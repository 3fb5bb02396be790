//! Output formatting: present data as tables.
//!
//! This module handles the fourth and final stage of the pipeline -
//! formatting query sets for display. It provides:
//!
//! - **ReportTable**: headers and rows as display strings
//! - **Report**: the requested tables, the grand total and diagnostics
//!
//! Nothing here prints; rendering to a terminal is left to the caller.
//!
//! ## Example
//!
//! ```rust,ignore
//! use codecountlib::output::Report;
//!
//! let report = Report::from_result(&result, Views::default(), FileLabel::Relative);
//! // report.summary: Some(ReportTable { headers: ["Language / File Type", ...], rows: [...] })
//! // report.total_line: "Total Lines of code: 1234"
//! ```

pub mod report;
pub mod table;

pub use report::Report;
pub use table::{
    format_percentage, total_line, ReportTable, TableRow, FILE_HEADERS, SUMMARY_HEADERS,
};
//! Client library and command line front end for the Radarr and Sonarr APIs.

pub mod cli;
pub mod config;
pub mod error;
pub mod http;
pub mod media;
pub mod models;
pub mod radarr;
pub mod sonarr;

pub use error::{Error, Result};
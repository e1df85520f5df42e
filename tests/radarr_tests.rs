mod common;

use cliarr::models::Items;
use cliarr::radarr::{AddMovie, MovieItem, RadarrClient};
use cliarr::Error;
use common::MockTransport;
use reqwest::Method;
use serde_json::json;

fn client(mock: &MockTransport) -> RadarrClient {
    RadarrClient::new(mock.boxed())
}

#[tokio::test]
async fn test_add_movie_by_tmdb_id() {
    let mock = MockTransport::new();
    mock.respond(
        Method::GET,
        "/api/v3/movie/lookup",
        json!([{"title": "X", "year": 2020}]),
    )
    .respond(Method::GET, "/api/v3/rootfolder", json!([{"id": 1, "path": "root/"}]));

    client(&mock)
        .add_movie(AddMovie::new(1).tmdb(1234))
        .await
        .unwrap();

    let lookup = mock.calls_to(Method::GET, "/api/v3/movie/lookup");
    assert_eq!(lookup.len(), 1);
    assert_eq!(lookup[0].param("term"), Some(&json!("tmdb:1234")));

    let posted = mock.calls_to(Method::POST, "/api/v3/movie");
    assert_eq!(posted.len(), 1);
    let body = posted[0].body.as_ref().unwrap();
    assert_eq!(body["path"], json!("root/X (2020)"));
    assert_eq!(body["qualityProfileId"], json!(1));
    assert_eq!(body["monitored"], json!(true));
    assert_eq!(body["addOptions"], json!({"searchForMovie": true}));
    assert_eq!(body["title"], json!("X"));
}

#[tokio::test]
async fn test_add_movie_with_explicit_path_skips_root_folders() {
    let mock = MockTransport::new();
    mock.respond(
        Method::GET,
        "/api/v3/movie/lookup",
        json!([{"title": "X", "year": 2020}]),
    );

    let mut request = AddMovie::new(4).imdb("tt0078748");
    request.path = Some("/data/X".to_string());
    request.search = false;
    request.monitored = false;
    client(&mock).add_movie(request).await.unwrap();

    assert!(mock.calls_to(Method::GET, "/api/v3/rootfolder").is_empty());
    assert_eq!(
        mock.calls_to(Method::GET, "/api/v3/movie/lookup")[0].param("term"),
        Some(&json!("imdb:tt0078748"))
    );
    let body = mock.last_call().body.unwrap();
    assert_eq!(body["path"], json!("/data/X"));
    assert_eq!(body["monitored"], json!(false));
    assert_eq!(body["addOptions"], json!({"searchForMovie": false}));
}

#[tokio::test]
async fn test_add_movie_from_movie_info() {
    let mock = MockTransport::new();
    mock.respond(Method::GET, "/api/v3/rootfolder", json!([{"id": 1, "path": "/movies"}]));

    let movie = MovieItem::from_value(json!({"title": "Alien", "year": 1979, "tmdbId": 348})).unwrap();
    client(&mock)
        .add_movie(AddMovie::new(2).movie_info(movie))
        .await
        .unwrap();

    assert!(mock.calls_to(Method::GET, "/api/v3/movie/lookup").is_empty());
    let body = mock.last_call().body.unwrap();
    assert_eq!(body["path"], json!("/movies/Alien (1979)"));
    assert_eq!(body["tmdbId"], json!(348));
}

#[tokio::test]
async fn test_add_movie_zero_ids_fall_back_to_movie_info() {
    let mock = MockTransport::new();
    mock.respond(Method::GET, "/api/v3/rootfolder", json!([{"id": 1, "path": "/movies"}]));

    let movie = MovieItem::from_value(json!({"title": "Alien", "year": 1979})).unwrap();
    client(&mock)
        .add_movie(AddMovie::new(1).tmdb(0).imdb("").movie_info(movie))
        .await
        .unwrap();

    assert!(mock.calls_to(Method::GET, "/api/v3/movie/lookup").is_empty());
    assert_eq!(mock.last_call().body.unwrap()["title"], json!("Alien"));
}

#[tokio::test]
async fn test_add_movie_unknown_id() {
    let mock = MockTransport::new();
    mock.respond(Method::GET, "/api/v3/movie/lookup", json!([]));

    let err = client(&mock)
        .add_movie(AddMovie::new(1).tmdb(1))
        .await
        .unwrap_err();
    assert!(matches!(err, Error::Radarr(_)));
    assert!(mock.calls_to(Method::POST, "/api/v3/movie").is_empty());
}

#[tokio::test]
async fn test_lookup_movie_requires_a_criterion() {
    let mock = MockTransport::new();

    let err = client(&mock).lookup_movie(None, None, None).await.unwrap_err();
    assert!(matches!(err, Error::Radarr(_)));
    assert!(mock.calls().is_empty());
}

#[tokio::test]
async fn test_lookup_movie_precedence() {
    let mock = MockTransport::new();
    let radarr = client(&mock);

    radarr
        .lookup_movie(Some("alien"), Some("tt0078748"), Some(348))
        .await
        .unwrap();
    assert_eq!(mock.last_call().param("term"), Some(&json!("tmdb:348")));

    radarr
        .lookup_movie(Some("alien"), Some("tt0078748"), None)
        .await
        .unwrap();
    assert_eq!(mock.last_call().param("term"), Some(&json!("imdb:tt0078748")));

    radarr.lookup_movie(Some("alien"), None, None).await.unwrap();
    assert_eq!(mock.last_call().param("term"), Some(&json!("alien")));
}

#[tokio::test]
async fn test_lookup_movie_result_shapes() {
    let mock = MockTransport::new();
    let radarr = client(&mock);

    mock.respond(Method::GET, "/api/v3/movie/lookup", json!([]));
    assert!(radarr.lookup_movie(Some("zzz"), None, None).await.unwrap().is_none());

    mock.respond(Method::GET, "/api/v3/movie/lookup", json!([{"title": "Alien"}]));
    let found = radarr.lookup_movie(Some("alien"), None, None).await.unwrap();
    assert!(matches!(found, Some(Items::One(_))));

    mock.respond(
        Method::GET,
        "/api/v3/movie/lookup",
        json!([{"title": "Alien"}, {"title": "Aliens"}]),
    );
    let found = radarr.lookup_movie(Some("alien"), None, None).await.unwrap();
    assert_eq!(found.map(|items| items.len()), Some(2));
}

#[tokio::test]
async fn test_get_movie() {
    let mock = MockTransport::new();
    mock.respond(Method::GET, "/api/v3/movie", json!([{"id": 1, "title": "Alien"}]))
        .respond(Method::GET, "/api/v3/movie/1", json!({"id": 1, "title": "Alien"}));
    let radarr = client(&mock);

    let all = radarr.get_movie(None).await.unwrap();
    assert!(matches!(all, Items::Many(ref movies) if movies.len() == 1));

    let one = radarr.get_movie(Some(1)).await.unwrap();
    match one {
        Items::One(movie) => {
            assert_eq!(movie.id(), 1);
            assert_eq!(movie.title(), "Alien");
        }
        other => panic!("expected a single movie, got {:?}", other),
    }
}

#[tokio::test]
async fn test_delete_movie_with_exclusion() {
    let mock = MockTransport::new();
    client(&mock).delete_movie(7, false, true).await.unwrap();

    let call = mock.last_call();
    assert_eq!(call.method, Method::DELETE);
    assert_eq!(call.path, "/api/v3/movie/7");
    assert_eq!(
        call.params,
        Some(json!({"deleteFiles": false, "addImportExclusion": true}))
    );
}

#[tokio::test]
async fn test_edit_movie_move_files() {
    let mock = MockTransport::new();
    let mut movie = MovieItem::from_value(json!({"id": 3, "title": "Alien"})).unwrap();
    movie.set_quality_profile_id(6);

    let radarr = client(&mock);
    radarr.edit_movie(&movie, false).await.unwrap();
    assert_eq!(mock.last_call().params, Some(json!({})));

    radarr.edit_movie(&movie, true).await.unwrap();
    let call = mock.last_call();
    assert_eq!(call.method, Method::PUT);
    assert_eq!(call.params, Some(json!({"moveFiles": true})));
    assert_eq!(call.body.unwrap()["qualityProfileId"], json!(6));
}

#[tokio::test]
async fn test_movie_commands() {
    let mock = MockTransport::new();
    let radarr = client(&mock);

    radarr.refresh_movie(Some(3)).await.unwrap();
    assert_eq!(
        mock.last_call().body,
        Some(json!({"name": "RefreshMovie", "movieId": 3}))
    );

    radarr.rescan_movie(None).await.unwrap();
    assert_eq!(mock.last_call().body, Some(json!({"name": "RescanMovie"})));

    radarr.missing_movies_search().await.unwrap();
    assert_eq!(
        mock.last_call().body,
        Some(json!({"name": "MissingMoviesSearch"}))
    );
}

#[tokio::test]
async fn test_create_exclusion() {
    let mock = MockTransport::new();
    client(&mock)
        .create_exclusion("Alien", 348, 1979)
        .await
        .unwrap();

    let call = mock.last_call();
    assert_eq!(call.path, "/api/v3/exclusions");
    assert_eq!(
        call.body,
        Some(json!({"movieTitle": "Alien", "tmdbId": 348, "movieYear": 1979}))
    );
}

#[tokio::test]
async fn test_language_profiles() {
    let mock = MockTransport::new();
    mock.respond(
        Method::GET,
        "/api/v3/languageProfile",
        json!([{"id": 1, "name": "English"}]),
    );

    let profiles = client(&mock).get_language_profiles().await.unwrap();
    assert_eq!(profiles, vec![json!({"id": 1, "name": "English"})]);
}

---+---

Your objective
When the line with "repository e1df85520f5df42e" is reached in the data above, start copying there, and copy each line exactly until the line with "assert_eq!(posted.len(), 1);" has been copied; copy nothing else.

Response to the task
repository e1df85520f5df42e
filename tests/radarr_tests.rs
mod common;

use cliarr::models::Items;
use cliarr::radarr::{AddMovie, MovieItem, RadarrClient};
use cliarr::Error;
use common::MockTransport;
use reqwest::Method;
use serde_json::json;

fn client(mock: &MockTransport) -> RadarrClient {
    RadarrClient::new(mock.boxed())
}

#[tokio::test]
async fn test_add_movie_by_tmdb_id() {
    let mock = MockTransport::new();
    mock.respond(
        Method::GET,
        "/api/v3/movie/lookup",
        json!([{"title": "X", "year": 2020}]),
    )
    .respond(Method::GET, "/api/v3/rootfolder", json!([{"id": 1, "path": "root/"}]));

    client(&mock)
        .add_movie(AddMovie::new(1).tmdb(1234))
        .await
        .unwrap();

    let lookup = mock.calls_to(Method::GET, "/api/v3/movie/lookup");
    assert_eq!(lookup.len(), 1);
    assert_eq!(lookup[0].param("term"), Some(&json!("tmdb:1234")));

    let posted = mock.calls_to(Method::POST, "/api/v3/movie");
    assert_eq!(posted.len(), 1);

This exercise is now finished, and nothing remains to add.